[ABOUT THIS EXERCISE] Of all the lines in the entries below, give again exactly those starting at the line containing "table view model." and ending at the line containing "draw a table.", both ends included, and no others.

*** PROVIDED MATERIAL Section Begins ***

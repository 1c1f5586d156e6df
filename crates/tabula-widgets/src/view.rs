//! Rendered table view model.
//!
//! A [`TableView`] is everything a page shell needs to draw one frame of a
//! [`DataTable`](crate::DataTable): already filtered, sorted, paginated and
//! formatted.

use crate::menu::RowActionMenu;
use crate::pagination::PaginationControls;
use serde::Serialize;
use tabula_core::{CheckState, RecordId, SortDirection, TextAlign};

/// Search input above the table.
#[derive(Debug, Clone, PartialEq, Eq, Serialize)]
pub struct SearchBox {
    /// Current query
    pub query: String,
    /// Placeholder text
    pub placeholder: String,
}

/// One header cell.
#[derive(Debug, Clone, PartialEq, Eq, Serialize)]
pub struct HeaderCell {
    /// Column key
    pub key: String,
    /// Header text
    pub label: String,
    /// Text alignment
    pub align: TextAlign,
    /// Whether clicking sorts
    pub sortable: bool,
    /// Direction if this is the sort column
    pub sort: Option<SortDirection>,
}

/// One formatted cell.
#[derive(Debug, Clone, PartialEq, Eq, Serialize)]
pub struct RenderedCell {
    /// Column key
    pub key: String,
    /// Formatted text
    pub text: String,
    /// Text alignment
    pub align: TextAlign,
}

/// One row on the current page.
#[derive(Debug, Clone, PartialEq, Eq, Serialize)]
pub struct RenderedRow {
    /// Record id
    pub id: RecordId,
    /// Whether the row checkbox is checked
    pub selected: bool,
    /// Cells in column order
    pub cells: Vec<RenderedCell>,
    /// Row action menu, when the table has actions
    #[serde(skip)]
    pub actions: Option<RowActionMenu>,
}

impl RenderedRow {
    /// Cell text for a column key.
    #[must_use]
    pub fn cell(&self, key: &str) -> Option<&str> {
        self.cells
            .iter()
            .find(|c| c.key == key)
            .map(|c| c.text.as_str())
    }
}

/// Everything needed to draw a table.
#[derive(Debug, Clone, PartialEq, Eq, Serialize)]
pub struct TableView {
    /// Search box, when searchable
    pub search: Option<SearchBox>,
    /// Header cells in column order
    pub header: Vec<HeaderCell>,
    /// Header checkbox, when selectable
    pub select_all: Option<CheckState>,
    /// Rows on the current page
    pub rows: Vec<RenderedRow>,
    /// Pagination controls
    pub pagination: PaginationControls,
    /// Selected rows overall, including rows hidden by the search
    pub selected_count: usize,
    /// Rows matching the search
    pub filtered_count: usize,
    /// Rows overall
    pub total_count: usize,
    /// Alternate row backgrounds
    pub striped: bool,
}

impl TableView {
    /// Check if no row matches the search.
    #[must_use]
    pub const fn is_empty(&self) -> bool {
        self.filtered_count == 0
    }

    /// Footer text, e.g. `1 of 5 row(s) selected.`
    #[must_use]
    pub fn summary(&self) -> String {
        format!(
            "{} of {} row(s) selected.",
            self.selected_count, self.filtered_count
        )
    }

    /// Ids of the rows on the current page.
    #[must_use]
    pub fn row_ids(&self) -> Vec<&str> {
        self.rows.iter().map(|r| r.id.as_str()).collect()
    }
}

*** PROVIDED MATERIAL Section Ends ***

[ANSWER TO THIS PROBLEM]
//! Rendered table view model.
//!
//! A [`TableView`] is everything a page shell needs to draw one frame of a
//! [`DataTable`](crate::DataTable): already filtered, sorted, paginated and
//! formatted.

use crate::menu::RowActionMenu;
use crate::pagination::PaginationControls;
use serde::Serialize;
use tabula_core::{CheckState, RecordId, SortDirection, TextAlign};

/// Search input above the table.
#[derive(Debug, Clone, PartialEq, Eq, Serialize)]
pub struct SearchBox {
    /// Current query
    pub query: String,
    /// Placeholder text
    pub placeholder: String,
}

/// One header cell.
#[derive(Debug, Clone, PartialEq, Eq, Serialize)]
pub struct HeaderCell {
    /// Column key
    pub key: String,
    /// Header text
    pub label: String,
    /// Text alignment
    pub align: TextAlign,
    /// Whether clicking sorts
    pub sortable: bool,
    /// Direction if this is the sort column
    pub sort: Option<SortDirection>,
}

/// One formatted cell.
#[derive(Debug, Clone, PartialEq, Eq, Serialize)]
pub struct RenderedCell {
    /// Column key
    pub key: String,
    /// Formatted text
    pub text: String,
    /// Text alignment
    pub align: TextAlign,
}

/// One row on the current page.
#[derive(Debug, Clone, PartialEq, Eq, Serialize)]
pub struct RenderedRow {
    /// Record id
    pub id: RecordId,
    /// Whether the row checkbox is checked
    pub selected: bool,
    /// Cells in column order
    pub cells: Vec<RenderedCell>,
    /// Row action menu, when the table has actions
    #[serde(skip)]
    pub actions: Option<RowActionMenu>,
}

impl RenderedRow {
    /// Cell text for a column key.
    #[must_use]
    pub fn cell(&self, key: &str) -> Option<&str> {
        self.cells
            .iter()
            .find(|c| c.key == key)
            .map(|c| c.text.as_str())
    }
}

/// Everything needed to draw a table.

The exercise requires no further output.